Live Phish Vol. 16 is a live album by Vermont-based jam band Phish released on October 29, 2002. It was recorded live at Thomas and Mack Center located on the campus of the University of Nevada, Las Vegas, in Paradise, Nevada on Halloween night, 1998.

It marks the fourth Halloween show in which Phish dressed up in a "musical costume" by performing an album from another artist in its entirety. On this night, the band unveiled a complete performance of the Velvet Underground's Loaded sandwiched between two sets of Phish's own music.

This performance is the only Halloween performance that sees Phish straying away from the album's original format, instead embarking on several extended improvisational jams throughout the set. Two of the album's songs - "Lonesome Cowboy Bill" and "Sweet Jane" - had already been performed by Phish in concert. The group later admitted that they could not fully decide on a choice for the 1998 Halloween album so they decided to go with an album that they already knew for the most part.

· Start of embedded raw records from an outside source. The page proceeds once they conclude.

// Main entry point for the relay server

use std::sync::Arc;

use anyhow::{Context, Result};
use openai_client::OpenAIClient;
use relay_core::domains::auth::JwtService;
use relay_core::domains::billing::PgQuotaService;
use relay_core::domains::chat::PgChatRepository;
use relay_core::domains::messenger::PgMessengerRepository;
use relay_core::generation::OpenAIGenerationSource;
use relay_core::kernel::ServerDeps;
use relay_core::realtime::Hub;
use relay_core::{server::build_app, Config};
use sqlx::postgres::PgPoolOptions;
use tracing_subscriber::{layer::SubscriberExt, util::SubscriberInitExt};

#[tokio::main]
async fn main() -> Result<()> {
    // Initialize logging
    tracing_subscriber::registry()
        .with(
            tracing_subscriber::EnvFilter::try_from_default_env()
                .unwrap_or_else(|_| "info,relay_core=debug,sqlx=warn".into()),
        )
        .with(tracing_subscriber::fmt::layer())
        .init();

    tracing::info!("Starting relay server");

    // Load configuration
    let config = Config::from_env().context("Failed to load configuration")?;
    tracing::info!("Configuration loaded");

    // Connect to database
    tracing::info!("Connecting to database...");
    let pool = PgPoolOptions::new()
        .max_connections(10)
        .connect(&config.database_url)
        .await
        .context("Failed to connect to database")?;
    tracing::info!("Database connected");

    // Run migrations
    tracing::info!("Running database migrations...");
    sqlx::migrate!("./migrations")
        .run(&pool)
        .await
        .context("Failed to run migrations")?;
    tracing::info!("Migrations complete");

    // Upstream model
    let mut openai = OpenAIClient::new(config.openai_api_key.clone());
    if let Some(base_url) = &config.openai_base_url {
        openai = openai.with_base_url(base_url.clone());
    }

    let hub = Hub::spawn(config.connection_queue_capacity);
    let deps = ServerDeps::new(
        hub,
        Arc::new(PgChatRepository::new(pool.clone())),
        Arc::new(PgMessengerRepository::new(pool.clone())),
        Arc::new(PgQuotaService::new(pool.clone())),
        Arc::new(OpenAIGenerationSource::new(openai)),
        Arc::new(JwtService::new(&config.jwt_secret, config.jwt_issuer.clone())),
        config.default_model.clone(),
    )
    .with_generation_timeout(config.generation_timeout);

    // Build application
    let app = build_app(pool, Arc::new(deps), config.allowed_origins.clone());

    // Start server
    let addr = format!("0.0.0.0:{}", config.port);
    tracing::info!("Starting server on {}", addr);
    tracing::info!("WebSocket: ws://localhost:{}/ws", config.port);
    tracing::info!("Health check: http://localhost:{}/health", config.port);

    let listener = tokio::net::TcpListener::bind(&addr)
        .await
        .context("Failed to bind to address")?;

    axum::serve(listener, app)
        .await
        .context("Server error")?;

    Ok(())
}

Fan reaction was mixed as many were not familiar with the album, although "Rock & Roll" would later become a Phish concert staple.

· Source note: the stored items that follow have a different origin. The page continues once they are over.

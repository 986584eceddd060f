//! Server dependencies (using traits for testability)
//!
//! The central container every route reaches services through. Storage,
//! quota, and the upstream model sit behind trait objects so tests can swap
//! in the in-memory doubles from `test_dependencies`.

use std::sync::Arc;
use std::time::Duration;

use crate::domains::auth::JwtService;
use crate::domains::chat::ChatService;
use crate::domains::messenger::MessengerService;
use crate::generation::{GenerationSource, StreamingPipeline, DEFAULT_GENERATION_TIMEOUT};
use crate::kernel::{ChatRepository, MessengerRepository, QuotaService};
use crate::realtime::{BroadcastDispatcher, Hub};

/// Server dependencies accessible to routes
#[derive(Clone)]
pub struct ServerDeps {
    /// Process-wide connection registry. Built once, never looked up globally.
    pub hub: Hub,
    pub dispatcher: BroadcastDispatcher,
    pub chat_repository: Arc<dyn ChatRepository>,
    pub messenger_repository: Arc<dyn MessengerRepository>,
    pub quota: Arc<dyn QuotaService>,
    pub generation: Arc<dyn GenerationSource>,
    pub jwt_service: Arc<JwtService>,
    /// Model used when a chat doesn't name one
    pub default_model: String,
    pub generation_timeout: Duration,
}

impl ServerDeps {
    /// Create new ServerDeps with the given dependencies
    pub fn new(
        hub: Hub,
        chat_repository: Arc<dyn ChatRepository>,
        messenger_repository: Arc<dyn MessengerRepository>,
        quota: Arc<dyn QuotaService>,
        generation: Arc<dyn GenerationSource>,
        jwt_service: Arc<JwtService>,
        default_model: impl Into<String>,
    ) -> Self {
        Self {
            dispatcher: BroadcastDispatcher::new(hub.clone()),
            hub,
            chat_repository,
            messenger_repository,
            quota,
            generation,
            jwt_service,
            default_model: default_model.into(),
            generation_timeout: DEFAULT_GENERATION_TIMEOUT,
        }
    }

    pub fn with_generation_timeout(mut self, timeout: Duration) -> Self {
        self.generation_timeout = timeout;
        self
    }

    pub fn messenger(&self) -> MessengerService {
        MessengerService::new(self.messenger_repository.clone(), self.dispatcher.clone())
    }

    pub fn pipeline(&self) -> StreamingPipeline {
        StreamingPipeline::new(
            self.generation.clone(),
            self.chat_repository.clone(),
            self.quota.clone(),
        )
        .with_timeout(self.generation_timeout)
    }

    pub fn chat(&self) -> ChatService {
        ChatService::new(
            self.chat_repository.clone(),
            self.quota.clone(),
            self.pipeline(),
            self.default_model.clone(),
        )
    }
}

Disc four is a bonus disc recorded the night before as part of the band's 15th-anniversary celebration.

Though it is not the longest concert in the series, this is the longest volume in the Live Phish Series with the bonus disc bringing the total length to just under five hours.

Professional ratings
Review scores
| Source | Rating |
| Allmusic |  |

==Track listing==

===Disc one===
Set one:
1. "Axilla I" (Anastasio, Herman, Marshall) - 3:58
2. "Punch You in the Eye" (Anastasio) - 9:06
3. "Roggae" (Anastasio, Fishman, Gordon, Marshall, McConnell) - 8:48
4. "Birds of a Feather" (Anastasio, Fishman, Gordon, Marshall, McConnell) - 7:21
5. "Sneakin' Sally Thru the Alley" (Toussaint) - 10:56
6. "Chalk Dust Torture" (Anastasio, Marshall) - 8:22
7. "Lawn Boy" (Anastasio, Marshall) - 3:07
8. "Mike's Song" (Gordon) - 9:27
9. "Frankie Says" (Anastasio, Fishman, Gordon, Marshall, McConnell) - 5:12
10. "Weekapaug Groove" (Anastasio, Fishman, Gordon, McConnell) - 12:16

===Disc two===
Set two:
1. "Who Loves the Sun" (Reed) - 3:33
2. "Sweet Jane" (Reed) - 8:15
3. "Rock & Roll" (Reed) - 13:46
4. "Cool It Down" (Reed) - 7:14
5. "New Age" (Reed) - 8:35
6. "Head Held High" (Reed) - 4:21
7. "Lonesome Cowboy Bill" (Reed) - 10:14
8. "I Found a Reason" (Reed) - 4:34
9. "Train Round the Bend" (Reed) - 6:50
10. "Oh! Sweet Nuthin (Reed) - 9:17

===Disc three===
Set three:
1. "Wolfman's Brother" (Anastasio, Fishman, Gordon, Marshall, McConnell) - 30:43
2. "Piper" (Anastasio, Marshall) - 13:03
3. "Ghost" (Anastasio, Marshall) - 9:07
Encore:
1. - "Sleeping Monkey" (Anastasio, Marshall) - 5:52
2. "Tweezer Reprise" (Anastasio, Fishman, Gordon, McConnell) - 3:53

===Disc four===
Filler (October 30, 1998, Thomas & Mack Center, Las Vegas, Nevada):
1. "Run Like an Antelope" (Anastasio, Marshall, Pollak) - 17:07
2. "Stash" (Anastasio, Marshall) - 7:51
3. "Manteca" (Fuller, Gillespie, Pozo) - 3:26
4. "Tweezer" (Anastasio, Fishman, Gordon, McConnell) - 16:33
5. "NICU" (Anastasio, Marshall) - 9:43
6. "Prince Caspian" (Anastasio, Marshall) - 8:35
7. "Golgi Apparatus" (Anastasio, Marshall, Szuter, Woolf) - 6:09
8. "Driver" (Anastasio, Marshall) - 4:42
9. "Free Bird" (Collins, Van Zant) - 4:19

==Personnel==
- Trey Anastasio - guitars, lead vocals, co-lead vocals on "Roggae" and "I Found a Reason"
- Page McConnell - piano, organ, backing vocals, co-lead vocals on "Roggae", lead vocals on "Lawn Boy", "Frankie Says", "Sweet Jane", "Rock & Roll" and "Oh! Sweet Nuthin
- Mike Gordon - bass, backing vocals, co-lead vocals on "Roggae" and "I Found a Reason", lead vocals on "Mike's Song" and "Train Round the Bend"
- Jon Fishman - drums, backing vocals, co-lead vocals on "Roggae", lead vocals on "Lonesome Cowboy Bill"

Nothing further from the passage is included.